Information from the Doxpop brochure states: “Recorded documents have always been available to the public. However, they have not always been easy to access. For some time, counties have used document indexing software systems to enable visitors and workers to access documents at the county recorder’s office. …The Doxpop™ Recorded Document Public Access System is the fastest, easiest, and least expensive way for counties to provide web access to recorded documents.” For the purposes of the genealogist, the site features the ability to search by full name or just surname and to search in a single county or state-wide. Of particular interest to family researchers, it provides access to deeds and, in fact, almost acts as a deed index.
To use the site, go to www.doxpop.com. At this point, you will not have an account, but you can still use the site. My advice is to look over the site, play the introductory video, and do some name searches to get familiar with how it works. There are two boxes on the home page. One is to search and access court cases across the state. Eighty-eight Indiana counties participate in this portion of the site, representing information on nearly 25 million cases. All of the counties in the Wabash Valley are participants in this section.

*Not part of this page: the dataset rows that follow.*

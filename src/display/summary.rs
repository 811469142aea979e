//! Summary display formatting
//!
//! Group totals with bars, per-group row detail, mission cost components,
//! reconciliation status and warnings.

use crate::models::{BudgetTable, Field, Money, Rounding, Warning};
use crate::services::aggregate::{ComponentTotals, GroupedTotals};
use crate::services::budget::BudgetSummary;
use crate::services::reconciliation::ReconciliationResult;

use super::report::{double_separator, format_bar, format_money_colored, format_share, separator};

const BAR_WIDTH: usize = 20;
const WIDTH: usize = 72;

/// Format grouped totals, one line per group with a proportional bar
pub fn format_groups(grouped: &GroupedTotals, symbol: &str) -> String {
    let keys: Vec<String> = grouped.keys.iter().map(|k| k.to_string()).collect();
    let mut output = format!("Totals by {}\n", keys.join(" / "));
    output.push_str(&separator(WIDTH));
    output.push('\n');

    if grouped.is_empty() {
        output.push_str("No groups.\n");
        return output;
    }

    let label_width = grouped
        .groups
        .iter()
        .map(|g| g.label().chars().count())
        .max()
        .unwrap_or(0)
        .max(5);
    let max_total = grouped
        .groups
        .iter()
        .map(|g| g.total.as_f64())
        .fold(0.0_f64, f64::max);
    let sum = grouped.total();

    for group in &grouped.groups {
        output.push_str(&format!(
            "{:<label_width$}  {:>16}  {:>6}  {}\n",
            group.label(),
            group.total.format_with_symbol(symbol),
            format_share(group.total, sum),
            format_bar(group.total.as_f64(), max_total, BAR_WIDTH),
            label_width = label_width
        ));
    }

    output.push_str(&format!(
        "{:<label_width$}  {:>16}\n",
        "Total",
        sum.format_with_symbol(symbol),
        label_width = label_width
    ));
    if !grouped.excluded_rows.is_empty() {
        output.push_str(&format!(
            "({} row(s) excluded from grouping)\n",
            grouped.excluded_rows.len()
        ));
    }

    output
}

/// Format each group followed by the rows that belong to it
pub fn format_group_detail(
    table: &BudgetTable,
    grouped: &GroupedTotals,
    rounding: Rounding,
    symbol: &str,
) -> String {
    let detail_fields: Vec<Field> = Field::fields_for(table.category)
        .iter()
        .copied()
        .filter(|f| *f != Field::Total && table.header_for(*f).is_some())
        .filter(|f| !grouped.keys.iter().any(|k| k.field() == *f))
        .take(6)
        .collect();

    let mut output = String::new();
    for group in &grouped.groups {
        output.push_str(&format!(
            "{} ({} rows): {}\n",
            group.label(),
            group.rows.len(),
            group.total.format_with_symbol(symbol)
        ));
        for &index in &group.rows {
            let Some(row) = table.rows.get(index) else {
                continue;
            };
            let values: Vec<String> = detail_fields
                .iter()
                .map(|f| format!("{}={}", f.name(), row.display_value(*f, rounding)))
                .collect();
            output.push_str(&format!(
                "  #{:<4} {:>14}  {}\n",
                index,
                row.total.format_plain(rounding),
                values.join(" ")
            ));
        }
    }
    output
}

/// Format the four mission cost component sums
pub fn format_components(components: &ComponentTotals, symbol: &str) -> String {
    let entries = components.entries();
    let sum: Money = entries.iter().map(|(_, m)| *m).sum();
    let max = entries.iter().map(|(_, m)| m.as_f64()).fold(0.0_f64, f64::max);

    let mut output = format!("Totals by cost component\n{}\n", separator(WIDTH));
    for (field, amount) in entries {
        output.push_str(&format!(
            "{:<18}  {:>16}  {:>6}  {}\n",
            field.label(),
            amount.format_with_symbol(symbol),
            format_share(amount, sum),
            format_bar(amount.as_f64(), max, BAR_WIDTH)
        ));
    }
    output
}

/// Format a reconciliation result
pub fn format_reconciliation(result: &ReconciliationResult, symbol: &str) -> String {
    let mut output = String::new();
    output.push_str(&format!(
        "Desired amount:  {:>16}\n",
        result.desired_amount.format_with_symbol(symbol)
    ));
    output.push_str(&format!(
        "Actual sum:      {:>16}\n",
        result.actual_sum.format_with_symbol(symbol)
    ));
    output.push_str(&format!(
        "Difference:      {:>16}\n",
        format_money_colored(result.difference, symbol)
    ));
    output.push_str(&format!("Status:          {}\n", result.status()));
    output
}

pub fn format_warnings(warnings: &[Warning]) -> String {
    warnings
        .iter()
        .map(|w| format!("warning: {}\n", w))
        .collect()
}

/// Format a full summary
pub fn format_summary(summary: &BudgetSummary, symbol: &str) -> String {
    let mut output = format!(
        "{} / {}  ({} rows)\n{}\n",
        summary.unit,
        summary.category,
        summary.row_count,
        double_separator(WIDTH)
    );
    output.push_str(&format!(
        "Grand total:     {:>16}\n\n",
        summary.grand_total.format_with_symbol(symbol)
    ));

    if let Some(groups) = &summary.groups {
        output.push_str(&format_groups(groups, symbol));
        output.push('\n');
    }
    if let Some(components) = &summary.components {
        output.push_str(&format_components(components, symbol));
        output.push('\n');
    }
    if let Some(reconciliation) = &summary.reconciliation {
        output.push_str(&format_reconciliation(reconciliation, symbol));
    }
    output.push_str(&format_warnings(&summary.warnings));
    output
}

The second box is for searching and accessing other recorded documents, including deeds, mortgages, liens, and releases, and would probably be of greatest importance to the genealogist. Unfortunately, only 35 counties in the state participate in this portion. In the Wabash Valley, this includes Vigo, Vermillion, Sullivan, Parke, and Putnam counties — but not Clay County — representing 12,804,589 recorded documents across the state from the participating counties.

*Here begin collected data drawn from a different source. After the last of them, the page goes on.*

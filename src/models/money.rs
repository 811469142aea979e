//! Money type for representing currency amounts
//!
//! Internally stores amounts in cents (i64) so that group sums and the
//! reconciliation difference are exact. Formula results are computed in
//! floating point and rounded into `Money` according to a [`Rounding`] mode.

use serde::{Deserialize, Serialize};
use std::fmt;
use std::ops::{Add, AddAssign, Neg, Sub, SubAssign};
use std::str::FromStr;

/// Display precision applied when a computed total becomes a `Money`
#[derive(Debug, Clone, Copy, PartialEq, Eq, Serialize, Deserialize, Default)]
#[serde(rename_all = "snake_case")]
pub enum Rounding {
    /// Round to the nearest whole currency unit
    #[default]
    Integer,
    /// Keep two decimal places
    TwoDecimal,
}

impl fmt::Display for Rounding {
    fn fmt(&self, f: &mut fmt::Formatter<'_>) -> fmt::Result {
        match self {
            Rounding::Integer => write!(f, "integer"),
            Rounding::TwoDecimal => write!(f, "two_decimal"),
        }
    }
}

impl FromStr for Rounding {
    type Err = String;

    fn from_str(s: &str) -> Result<Self, Self::Err> {
        match s.trim().to_lowercase().replace('-', "_").as_str() {
            "integer" | "int" | "whole" => Ok(Rounding::Integer),
            "two_decimal" | "2" | "cents" | "decimal" => Ok(Rounding::TwoDecimal),
            other => Err(format!(
                "unknown rounding '{}' (expected 'integer' or 'two_decimal')",
                other
            )),
        }
    }
}

/// Represents a monetary amount stored as cents (hundredths of the currency unit)
#[derive(Debug, Clone, Copy, PartialEq, Eq, PartialOrd, Ord, Hash, Serialize, Deserialize)]
#[serde(transparent)]
pub struct Money(i64);

impl Money {
    /// Create a Money amount from cents
    ///
    /// # Examples
    /// ```
    /// use budgetline::models::Money;
    /// let amount = Money::from_cents(1050); // 10.50
    /// ```
    pub const fn from_cents(cents: i64) -> Self {
        Self(cents)
    }

    /// Create a Money amount from whole currency units
    pub const fn from_units(units: i64) -> Self {
        Self(units.saturating_mul(100))
    }

    /// Round a computed amount into Money
    ///
    /// Halves round away from zero. NaN yields zero; infinities and
    /// magnitudes beyond the range of cents saturate.
    ///
    /// # Examples
    /// ```
    /// use budgetline::models::{Money, Rounding};
    /// assert_eq!(Money::from_f64(640.4, Rounding::Integer), Money::from_units(640));
    /// assert_eq!(Money::from_f64(640.456, Rounding::TwoDecimal).cents(), 64046);
    /// ```
    pub fn from_f64(value: f64, rounding: Rounding) -> Self {
        if value.is_nan() {
            return Self::zero();
        }
        match rounding {
            Rounding::Integer => Self((value.round() as i64).saturating_mul(100)),
            Rounding::TwoDecimal => Self((value * 100.0).round() as i64),
        }
    }

    /// Round an exact amount to the given precision
    ///
    /// Halves round away from zero.
    pub const fn round_to(self, rounding: Rounding) -> Self {
        match rounding {
            Rounding::TwoDecimal => self,
            Rounding::Integer => {
                let rem = self.0 % 100;
                let units = if rem >= 50 {
                    self.0 / 100 + 1
                } else if rem <= -50 {
                    self.0 / 100 - 1
                } else {
                    self.0 / 100
                };
                Self(units.saturating_mul(100))
            }
        }
    }

    /// Create a zero Money amount
    pub const fn zero() -> Self {
        Self(0)
    }

    /// Get the amount in cents
    pub const fn cents(&self) -> i64 {
        self.0
    }

    /// Get the whole units portion (truncated toward zero)
    pub const fn units(&self) -> i64 {
        self.0 / 100
    }

    /// Get the cents portion (0-99)
    pub const fn cents_part(&self) -> i64 {
        (self.0 % 100).abs()
    }

    /// Get the amount as a floating-point number of units
    pub fn as_f64(&self) -> f64 {
        self.0 as f64 / 100.0
    }

    /// Check if the amount is zero
    pub const fn is_zero(&self) -> bool {
        self.0 == 0
    }

    /// Check if the amount is positive
    pub const fn is_positive(&self) -> bool {
        self.0 > 0
    }

    /// Check if the amount is negative
    pub const fn is_negative(&self) -> bool {
        self.0 < 0
    }

    /// Get the absolute value
    pub const fn abs(&self) -> Self {
        Self(self.0.saturating_abs())
    }

    /// Parse a money amount from a string
    ///
    /// Accepts formats: "10.50", "-10.50", "$10.50", "10", "1,234.50"
    pub fn parse(s: &str) -> Result<Self, MoneyParseError> {
        let s = s.trim();

        let (negative, s) = if let Some(stripped) = s.strip_prefix('-') {
            (true, stripped)
        } else {
            (false, s)
        };

        let s = s.strip_prefix('$').unwrap_or(s);
        let cleaned: String = s.chars().filter(|c| *c != ',' && *c != '_').collect();
        let s = cleaned.as_str();

        let invalid = || MoneyParseError::InvalidFormat(s.to_string());
        let (units_str, cents_str) = match s.split_once('.') {
            Some((units, cents)) => (units, Some(cents)),
            None => (s, None),
        };

        if !units_str.chars().all(|c| c.is_ascii_digit())
            || (units_str.is_empty() && cents_str.map_or(true, str::is_empty))
        {
            return Err(invalid());
        }
        let units: i64 = if units_str.is_empty() {
            0
        } else {
            units_str.parse().map_err(|_| invalid())?
        };

        // Pad or truncate cents to 2 digits
        let cents: i64 = match cents_str {
            None => 0,
            Some(fraction) => {
                if !fraction.chars().all(|c| c.is_ascii_digit()) {
                    return Err(invalid());
                }
                fraction
                    .chars()
                    .chain(std::iter::repeat('0'))
                    .take(2)
                    .filter_map(|c| c.to_digit(10))
                    .fold(0, |acc, d| acc * 10 + i64::from(d))
            }
        };

        let cents = units
            .checked_mul(100)
            .and_then(|c| c.checked_add(cents))
            .ok_or_else(invalid)?;

        Ok(Self(if negative { -cents } else { cents }))
    }

    /// Format without a currency symbol, honoring the rounding mode
    ///
    /// Used for CSV export, where the column must stay numeric.
    pub fn format_plain(&self, rounding: Rounding) -> String {
        let sign = if self.is_negative() { "-" } else { "" };
        match rounding {
            Rounding::Integer if self.cents_part() == 0 => {
                format!("{}{}", sign, self.units().abs())
            }
            _ => format!("{}{}.{:02}", sign, self.units().abs(), self.cents_part()),
        }
    }

    /// Format with a currency symbol and thousands separators
    pub fn format_with_symbol(&self, symbol: &str) -> String {
        let sign = if self.is_negative() { "-" } else { "" };
        format!(
            "{}{}{}.{:02}",
            sign,
            symbol,
            group_thousands(self.units().abs()),
            self.cents_part()
        )
    }
}

fn group_thousands(value: i64) -> String {
    let digits = value.to_string();
    let mut grouped = String::with_capacity(digits.len() + digits.len() / 3);
    for (i, c) in digits.chars().enumerate() {
        if i > 0 && (digits.len() - i) % 3 == 0 {
            grouped.push(',');
        }
        grouped.push(c);
    }
    grouped
}

impl Default for Money {
    fn default() -> Self {
        Self::zero()
    }
}

impl fmt::Display for Money {
    fn fmt(&self, f: &mut fmt::Formatter<'_>) -> fmt::Result {
        f.pad(&self.format_with_symbol("$"))
    }
}

impl Add for Money {
    type Output = Self;

    fn add(self, other: Self) -> Self {
        Self(self.0.saturating_add(other.0))
    }
}

impl AddAssign for Money {
    fn add_assign(&mut self, other: Self) {
        self.0 = self.0.saturating_add(other.0);
    }
}

impl Sub for Money {
    type Output = Self;

    fn sub(self, other: Self) -> Self {
        Self(self.0.saturating_sub(other.0))
    }
}

impl SubAssign for Money {
    fn sub_assign(&mut self, other: Self) {
        self.0 = self.0.saturating_sub(other.0);
    }
}

impl Neg for Money {
    type Output = Self;

    fn neg(self) -> Self {
        Self(self.0.saturating_neg())
    }
}

impl std::iter::Sum for Money {
    fn sum<I: Iterator<Item = Self>>(iter: I) -> Self {
        iter.fold(Money::zero(), |acc, m| acc + m)
    }
}

/// Error type for money parsing
#[derive(Debug, Clone, PartialEq, Eq)]
pub enum MoneyParseError {
    InvalidFormat(String),
}

impl fmt::Display for MoneyParseError {
    fn fmt(&self, f: &mut fmt::Formatter<'_>) -> fmt::Result {
        match self {
            MoneyParseError::InvalidFormat(s) => write!(f, "Invalid money format: {}", s),
        }
    }
}

impl std::error::Error for MoneyParseError {}

#[cfg(test)]
mod tests {
    use super::*;

    #[test]
    fn test_from_cents() {
        let m = Money::from_cents(1050);
        assert_eq!(m.cents(), 1050);
        assert_eq!(m.units(), 10);
        assert_eq!(m.cents_part(), 50);
    }

    #[test]
    fn test_from_f64_rounding_modes() {
        assert_eq!(Money::from_f64(28800.0, Rounding::Integer).cents(), 2_880_000);
        assert_eq!(Money::from_f64(10.5, Rounding::Integer).cents(), 1100);
        assert_eq!(Money::from_f64(10.49, Rounding::Integer).cents(), 1000);
        assert_eq!(Money::from_f64(10.499, Rounding::TwoDecimal).cents(), 1050);
        assert_eq!(Money::from_f64(f64::NAN, Rounding::Integer), Money::zero());
    }

    #[test]
    fn test_display() {
        assert_eq!(format!("{}", Money::from_cents(1050)), "$10.50");
        assert_eq!(format!("{}", Money::from_cents(0)), "$0.00");
        assert_eq!(format!("{}", Money::from_cents(-1050)), "-$10.50");
        assert_eq!(format!("{}", Money::from_units(1_234_567)), "$1,234,567.00");
    }

    #[test]
    fn test_format_plain() {
        assert_eq!(Money::from_units(640).format_plain(Rounding::Integer), "640");
        assert_eq!(
            Money::from_units(640).format_plain(Rounding::TwoDecimal),
            "640.00"
        );
        assert_eq!(
            Money::from_cents(-1005).format_plain(Rounding::TwoDecimal),
            "-10.05"
        );
    }

    #[test]
    fn test_arithmetic() {
        let a = Money::from_cents(1000);
        let b = Money::from_cents(500);

        assert_eq!((a + b).cents(), 1500);
        assert_eq!((a - b).cents(), 500);
        assert_eq!((-a).cents(), -1000);
    }

    #[test]
    fn test_parse() {
        assert_eq!(Money::parse("10.50").unwrap().cents(), 1050);
        assert_eq!(Money::parse("$10.50").unwrap().cents(), 1050);
        assert_eq!(Money::parse("-10.50").unwrap().cents(), -1050);
        assert_eq!(Money::parse("10").unwrap().cents(), 1000);
        assert_eq!(Money::parse("1,234.5").unwrap().cents(), 123_450);
        assert!(Money::parse("abc").is_err());
        assert_eq!(Money::parse(".5").unwrap().cents(), 50);
        assert_eq!(Money::parse("7.").unwrap().cents(), 700);
        assert_eq!(Money::parse("1.999").unwrap().cents(), 199);
    }

    #[test]
    fn test_parse_rejects_malformed_fraction() {
        assert!(Money::parse("1.5é").is_err());
        assert!(Money::parse("1.é5").is_err());
        assert!(Money::parse("10.-5").is_err());
        assert!(Money::parse("10.+5").is_err());
        assert!(Money::parse("+10").is_err());
        assert!(Money::parse("1.2.3").is_err());
        assert!(Money::parse(".").is_err());
        assert!(Money::parse("").is_err());
        assert!(Money::parse("99999999999999999999").is_err());
    }

    #[test]
    fn test_huge_amounts_saturate() {
        let huge = Money::from_f64(1e18, Rounding::Integer);
        assert_eq!(huge.cents(), i64::MAX);
        assert_eq!(Money::from_f64(1e30, Rounding::TwoDecimal).cents(), i64::MAX);
        assert_eq!(Money::from_f64(f64::INFINITY, Rounding::Integer).cents(), i64::MAX);
        assert_eq!((huge + huge).cents(), i64::MAX);
        assert_eq!((Money::zero() - huge - huge).cents(), i64::MIN);
        let mut sum = huge;
        sum += Money::from_units(1);
        assert_eq!(sum, huge);
        let total: Money = vec![huge, huge, Money::from_units(5)].into_iter().sum();
        assert_eq!(total.cents(), i64::MAX);
        assert!(!huge.format_with_symbol("$").is_empty());
    }

    #[test]
    fn test_round_to() {
        let m = Money::from_cents(123_456);
        assert_eq!(m.round_to(Rounding::TwoDecimal), m);
        assert_eq!(m.round_to(Rounding::Integer), Money::from_units(1235));
        assert_eq!(Money::from_cents(123_449).round_to(Rounding::Integer), Money::from_units(1234));
        assert_eq!(Money::from_cents(-150).round_to(Rounding::Integer), Money::from_units(-2));
    }

    #[test]
    fn test_rounding_from_str() {
        assert_eq!("integer".parse::<Rounding>().unwrap(), Rounding::Integer);
        assert_eq!(
            "two-decimal".parse::<Rounding>().unwrap(),
            Rounding::TwoDecimal
        );
        assert!("three".parse::<Rounding>().is_err());
    }

    #[test]
    fn test_sum() {
        let amounts = vec![
            Money::from_cents(100),
            Money::from_cents(200),
            Money::from_cents(300),
        ];
        let total: Money = amounts.into_iter().sum();
        assert_eq!(total.cents(), 600);
    }

    #[test]
    fn test_serialization() {
        let m = Money::from_cents(1050);
        let json = serde_json::to_string(&m).unwrap();
        assert_eq!(json, "1050");

        let deserialized: Money = serde_json::from_str(&json).unwrap();
        assert_eq!(m, deserialized);
    }
}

At this point, since you have not signed up with the site, your search results will give you the name of the primary party on the document, the type of document (such as “deed”), the date (if it is a more recent document), and the county where the document is located. There will be two links called “details” and “available” that you won’t be able to use until you have an account.

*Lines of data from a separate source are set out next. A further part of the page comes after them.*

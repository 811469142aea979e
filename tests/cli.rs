use std::fs;
use std::path::Path;

use assert_cmd::Command;
use predicates::prelude::*;
use tempfile::TempDir;

const MISSIONS: &str = "País,Operación,Cantidad de Funcionarios,Días,Costo de Pasaje,Alojamiento,Per-diem y Otros,Movilidad,Objetivo,Total\n\
Chile,Op-1,2,3,100,50,20,10,R,\n\
Perú,Op-2,1,2,300,80,40,0,E,999\n\
Chile,Op-3,1,1,50,10,10,10,X,\n";

const CONSULTING: &str = "Cargo,Nº,Monto Mensual,Cantidad de Meses,Área\n\
Especialista,3,\"1,000\",6,Salud\n";

fn budgetline(data_dir: &Path) -> Command {
    let mut cmd = Command::cargo_bin("budgetline").unwrap();
    cmd.env("BUDGETLINE_DATA_DIR", data_dir);
    cmd
}

fn setup() -> TempDir {
    let dir = TempDir::new().unwrap();
    fs::write(dir.path().join("VPO.csv"), MISSIONS).unwrap();
    fs::write(dir.path().join("consultorias.csv"), CONSULTING).unwrap();
    budgetline(dir.path())
        .args(["import", "-c", "misiones"])
        .arg(dir.path().join("VPO.csv"))
        .assert()
        .success()
        .stdout(predicate::str::contains("Imported VPO/Misiones (3 rows"));
    dir
}

#[test]
fn import_and_list() {
    let dir = setup();
    budgetline(dir.path())
        .arg("tables")
        .assert()
        .success()
        .stdout(predicate::str::contains("VPO"))
        .stdout(predicate::str::contains("$1,719.00"));
}

#[test]
fn import_missing_column_fails() {
    let dir = TempDir::new().unwrap();
    let path = dir.path().join("bad.csv");
    fs::write(&path, "País,Días\nChile,3\n").unwrap();

    budgetline(dir.path())
        .args(["import", "-c", "misiones"])
        .arg(&path)
        .assert()
        .failure()
        .stderr(predicate::str::contains("missing required field 'staff_count'"));
}

#[test]
fn consulting_overhead_from_config() {
    let dir = setup();
    budgetline(dir.path())
        .args(["config", "set", "overhead.VPE", "1.6"])
        .assert()
        .success();
    budgetline(dir.path())
        .args(["import", "-c", "consultorias", "-u", "VPE"])
        .arg(dir.path().join("consultorias.csv"))
        .assert()
        .success()
        .stdout(predicate::str::contains("$28,800.00"));
}

#[test]
fn summary_groups_and_warns() {
    let dir = setup();
    budgetline(dir.path())
        .args(["summary", "VPO", "-c", "misiones", "--by", "objective", "--detail"])
        .assert()
        .success()
        .stdout(predicate::str::contains("Totals by objective"))
        .stdout(predicate::str::contains("Grand total:"))
        .stdout(predicate::str::contains("Totals by cost component"))
        .stdout(predicate::str::contains("invalid objective 'X'"));
}

#[test]
fn edit_recomputes_row_total() {
    let dir = setup();
    budgetline(dir.path())
        .args([
            "edit", "set", "VPO", "-c", "misiones", "--row", "0", "--field", "days", "--value", "4",
        ])
        .assert()
        .success()
        .stdout(predicate::str::contains("Row total $640.00 -> $780.00"));

    budgetline(dir.path())
        .args(["audit", "--limit", "1"])
        .assert()
        .success()
        .stdout(predicate::str::contains("UPDATE LineItem VPO/Misiones#0"));
}

#[test]
fn reconcile_with_target() {
    let dir = setup();
    budgetline(dir.path())
        .args(["reconcile", "VPO", "-c", "misiones"])
        .assert()
        .failure()
        .stderr(predicate::str::contains("No desired amount"));

    budgetline(dir.path())
        .args(["target", "set", "VPO", "-c", "misiones", "1719"])
        .assert()
        .success();
    budgetline(dir.path())
        .args(["reconcile", "VPO", "-c", "misiones"])
        .assert()
        .success()
        .stdout(predicate::str::contains("Status:          Balanced"));
}

#[test]
fn export_csv_and_json() {
    let dir = setup();
    let csv_out = dir.path().join("out.csv");
    budgetline(dir.path())
        .args(["export", "VPO", "-c", "misiones", "-o"])
        .arg(&csv_out)
        .assert()
        .success();
    let text = fs::read_to_string(&csv_out).unwrap();
    assert!(text.starts_with("País,Operación,"));
    assert!(text.contains("Chile,Op-1,2,3,100,50,20,10,R,640"));

    let json_out = dir.path().join("summary.json");
    budgetline(dir.path())
        .args(["export", "VPO", "-c", "misiones", "-f", "json", "--by", "country", "-o"])
        .arg(&json_out)
        .assert()
        .success();
    let value: serde_json::Value =
        serde_json::from_str(&fs::read_to_string(&json_out).unwrap()).unwrap();
    assert_eq!(value["summary"]["grand_total"], 171900);
}

#[test]
fn config_change_updates_stored_totals() {
    let dir = setup();
    budgetline(dir.path())
        .args(["config", "set", "formula_variant", "factored"])
        .assert()
        .success()
        .stdout(predicate::str::contains("Updated totals in 1 stored table(s)"));

    budgetline(dir.path())
        .args(["summary", "VPO", "-c", "misiones"])
        .assert()
        .success()
        .stdout(predicate::str::contains("$1,759.00"));

    let csv_out = dir.path().join("factored.csv");
    budgetline(dir.path())
        .args(["export", "VPO", "-c", "misiones", "-o"])
        .arg(&csv_out)
        .assert()
        .success();
    let text = fs::read_to_string(&csv_out).unwrap();
    assert!(text.contains("Chile,Op-1,2,3,100,50,20,10,R,680"));
}

#[test]
fn trusted_fractional_total_exported_at_integer_precision() {
    let dir = TempDir::new().unwrap();
    let path = dir.path().join("VPE.csv");
    fs::write(
        &path,
        "País,Cantidad de Funcionarios,Días,Costo de Pasaje,Alojamiento,Per-diem y Otros,Movilidad,Total\n\
         Bolivia,1,1,100,0,0,0,1234.56\n",
    )
    .unwrap();
    budgetline(dir.path())
        .args(["import", "-c", "misiones"])
        .arg(&path)
        .assert()
        .success();

    let csv_out = dir.path().join("out.csv");
    budgetline(dir.path())
        .args(["export", "VPE", "-c", "misiones", "-o"])
        .arg(&csv_out)
        .assert()
        .success();
    let text = fs::read_to_string(&csv_out).unwrap();
    assert!(text.contains("Bolivia,1,1,100,0,0,0,1235"), "{}", text);
}

#[test]
fn huge_input_does_not_crash() {
    let dir = setup();
    budgetline(dir.path())
        .args([
            "edit", "set", "VPO", "-c", "misiones", "--row", "0", "--field", "fare_cost", "--value",
            "1e18",
        ])
        .assert()
        .success();
    budgetline(dir.path())
        .args(["summary", "VPO", "-c", "misiones"])
        .assert()
        .success();
}

#[test]
fn malformed_target_amount_is_rejected() {
    let dir = setup();
    for amount in ["1.5é", "10.-5"] {
        budgetline(dir.path())
            .args(["target", "set", "VPO", "-c", "misiones", amount])
            .assert()
            .failure()
            .stderr(predicate::str::contains("panicked").not());
    }
}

Now you should create an account. There are several choices. I chose a free, ongoing, account. This gives the user six free searches per month. And I was actually given 14 “bonus” searches for free. With your account, you can go back and the “details” links will be available to you. This gives the book and page number of the document, along with possible other information. For older deeds that do not have the text online, you can use this reference information to create a list of deeds of interest and then visit the court house for the actual deed. In addition, the “other parties” to the document (not just the primary party) will be listed when you search with an account. These are often relatives. You can also now use the “available” link, which gives you access to reading (but not copying or saving) the actual document. Documents as far back as the early 1900s are online. You can also purchase the document for $1 per page, if you wish.
My final advice is to save your limited free searches by doing broad surname searches rather than full-name searches. I did this for “Dehler” and got 106 hits, whereas if I had searched for a full name, I would have been able to access only six names (and the search counts even if it yields no hits).